Hitlers Hollywood

Hitler’s Hollywood is a new documentary directed by Rüdiger Suchsland and narrated by Udo Kier, that traces the rise and fall of Nazi Germany through its national cinema of 1933-1945, illustrated with clips from the many big spectacles, colorful fantasies and lavish costume films that Nazi Minister of Propaganda Joseph Goebbels conceived of to rival Hollywood.

An Official Selection of the Telluride Film Festival, this critically-acclaimed film opened at New York’s Film Forum earlier this year before moving on to engagements in national markets including Los Angeles, Chicago and Atlanta.

Kino Lorber will release Hitler’s Hollywood on DVD on July 10.

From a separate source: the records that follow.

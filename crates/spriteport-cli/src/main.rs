//! spriteport CLI - Import Aseprite sprite sheets as animation artifacts
//!
//! This binary imports `.ase`/`.aseprite` files into sprite sheet, clip and
//! controller artifacts and manages the project's importer configuration.

use clap::{Parser, Subcommand};
use std::process::ExitCode;

use spriteport_cli::commands;
use spriteport_cli::commands::import::ImportOptions;

/// spriteport - Aseprite animation importer
#[derive(Parser)]
#[command(name = "spriteport")]
#[command(author, version, about, long_about = None)]
#[command(propagate_version = true)]
struct Cli {
    #[command(subcommand)]
    command: Commands,
}

#[derive(Subcommand)]
enum Commands {
    /// Import Aseprite files (or directories of them)
    Import {
        /// Files or directories to import
        #[arg(required = true)]
        paths: Vec<String>,

        /// Also build a base controller for each file
        #[arg(long, conflicts_with = "override_base")]
        controller: bool,

        /// Also build an override controller re-skinning this base controller
        #[arg(long, value_name = "FILE")]
        override_base: Option<String>,

        /// Project directory holding .spriteport/importer.json (default: current directory)
        #[arg(long)]
        project: Option<String>,

        /// Output machine-readable JSON (no colored output)
        #[arg(long)]
        json: bool,

        /// Show per-stage progress and every artifact
        #[arg(short, long)]
        verbose: bool,
    },

    /// Show or edit the importer configuration
    Config {
        #[command(subcommand)]
        action: ConfigCommands,

        /// Project directory holding .spriteport/importer.json (default: current directory)
        #[arg(long, global = true)]
        project: Option<String>,
    },

    /// Check Aseprite availability and configuration
    Doctor {
        /// Project directory holding .spriteport/importer.json (default: current directory)
        #[arg(long)]
        project: Option<String>,
    },
}

#[derive(Subcommand)]
enum ConfigCommands {
    /// Print the configuration
    Show {
        /// Output the configuration as JSON
        #[arg(long)]
        json: bool,
    },

    /// Set one configuration key
    Set {
        /// Key to set (e.g. sprite_alignment, pixels_per_unit)
        key: String,

        /// New value
        value: String,
    },

    /// Add a non-looping rule (regex, or literal text if not a valid regex)
    AddRule {
        rule: String,
    },

    /// Remove the non-looping rule at INDEX (as listed by `config show`)
    RemoveRule {
        index: usize,
    },

    /// Restore the default configuration
    Reset,
}

fn main() -> ExitCode {
    let cli = Cli::parse();

    let result = match cli.command {
        Commands::Import {
            paths,
            controller,
            override_base,
            project,
            json,
            verbose,
        } => commands::import::run(&ImportOptions {
            paths: &paths,
            controller,
            override_base: override_base.as_deref(),
            project: project.as_deref(),
            json,
            verbose,
        }),
        Commands::Config { action, project } => {
            let project = project.as_deref();
            match action {
                ConfigCommands::Show { json } => commands::config::show(project, json),
                ConfigCommands::Set { key, value } => commands::config::set(project, &key, &value),
                ConfigCommands::AddRule { rule } => commands::config::add_rule(project, &rule),
                ConfigCommands::RemoveRule { index } => {
                    commands::config::remove_rule(project, index)
                }
                ConfigCommands::Reset => commands::config::reset(project),
            }
        }
        Commands::Doctor { project } => commands::doctor::run(project.as_deref()),
    };

    match result {
        Ok(code) => code,
        Err(e) => {
            eprintln!("{}: {:#}", colored::Colorize::red("error"), e);
            ExitCode::from(1)
        }
    }
}

#[cfg(test)]
mod tests {
    use super::*;

    #[test]
    fn test_cli_parses_import() {
        let cli = Cli::try_parse_from([
            "spriteport",
            "import",
            "art/hero.aseprite",
            "art/enemies",
            "--controller",
        ])
        .unwrap();
        match cli.command {
            Commands::Import {
                paths,
                controller,
                override_base,
                json,
                ..
            } => {
                assert_eq!(paths, vec!["art/hero.aseprite", "art/enemies"]);
                assert!(controller);
                assert!(override_base.is_none());
                assert!(!json);
            }
            _ => panic!("expected import command"),
        }
    }

    #[test]
    fn test_cli_parses_import_with_override() {
        let cli = Cli::try_parse_from([
            "spriteport",
            "import",
            "knight.ase",
            "--override-base",
            "hero.controller.json",
            "--json",
        ])
        .unwrap();
        match cli.command {
            Commands::Import {
                override_base,
                json,
                ..
            } => {
                assert_eq!(override_base.as_deref(), Some("hero.controller.json"));
                assert!(json);
            }
            _ => panic!("expected import command"),
        }
    }

    #[test]
    fn test_cli_rejects_controller_with_override() {
        let err = Cli::try_parse_from([
            "spriteport",
            "import",
            "knight.ase",
            "--controller",
            "--override-base",
            "hero.controller.json",
        ]);
        assert!(err.is_err());
    }

    #[test]
    fn test_cli_requires_import_paths() {
        assert!(Cli::try_parse_from(["spriteport", "import"]).is_err());
    }

    #[test]
    fn test_cli_parses_config_set() {
        let cli = Cli::try_parse_from([
            "spriteport",
            "config",
            "set",
            "sprite_alignment",
            "bottom_center",
            "--project",
            "game",
        ])
        .unwrap();
        match cli.command {
            Commands::Config {
                action: ConfigCommands::Set { key, value },
                project,
            } => {
                assert_eq!(key, "sprite_alignment");
                assert_eq!(value, "bottom_center");
                assert_eq!(project.as_deref(), Some("game"));
            }
            _ => panic!("expected config set command"),
        }
    }

    #[test]
    fn test_cli_parses_config_rules() {
        let cli = Cli::try_parse_from(["spriteport", "config", "add-rule", "^die"]).unwrap();
        assert!(matches!(
            cli.command,
            Commands::Config {
                action: ConfigCommands::AddRule { .. },
                ..
            }
        ));

        let cli = Cli::try_parse_from(["spriteport", "config", "remove-rule", "2"]).unwrap();
        match cli.command {
            Commands::Config {
                action: ConfigCommands::RemoveRule { index },
                ..
            } => assert_eq!(index, 2),
            _ => panic!("expected config remove-rule command"),
        }
    }

    #[test]
    fn test_cli_parses_doctor() {
        let cli = Cli::try_parse_from(["spriteport", "doctor"]).unwrap();
        assert!(matches!(cli.command, Commands::Doctor { project: None }));
    }
}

Hitler’s Hollywood, narrated by Udo Kier, asks what the Nazi cinema of the Third Reich reveals about its period and its people. About 1000 feature films were made in Germany in the years between 1933-1945: musicals, melodramas, romances, costume dramas and war films. Only a few were overtly Nazi propaganda films. But by the same token, even fewer of them can be considered harmless entertainment.

How did the open lies and hidden truths in these films affect the future of German cinema? Director Rüdiger Suchsland (From Caligari to Hitler) presents these films and the people behind them. It explains how propaganda works: how stereotypes of the “enemy” and values of love and hate managed to be planted into viewers’ heads through the screen.

Hitler’s Hollywood is Suchsland’s follow-up to his 2014 film From Caligari to Hitler, a documentary adaptation of Siegfried Kracauer’s ground-breaking 1947 psychological study of silent German cinema that argues the rise of Nazism was anticipated in many of the films from that period.

Kino Lorber also recently released Forbidden Films: The Hidden Legacy of Nazi Film on DVD. This documentary by Felix Moeller examines those films made in Nazi Germany that were conceived and presented explicitly as propaganda, and explores questions of whether they should be shown for the purposes of study, or locked away for their dangerous (and powerful) ideological messages.

Together, these three documentaries present a comprehensive view of the cinema in Germany just before and during the Third Reich, posing challenging questions about cinema as an indicator of larger historical currents, the power of film as propaganda, and how even seemingly harmless entertainment films can be used to convey dangerous ideology.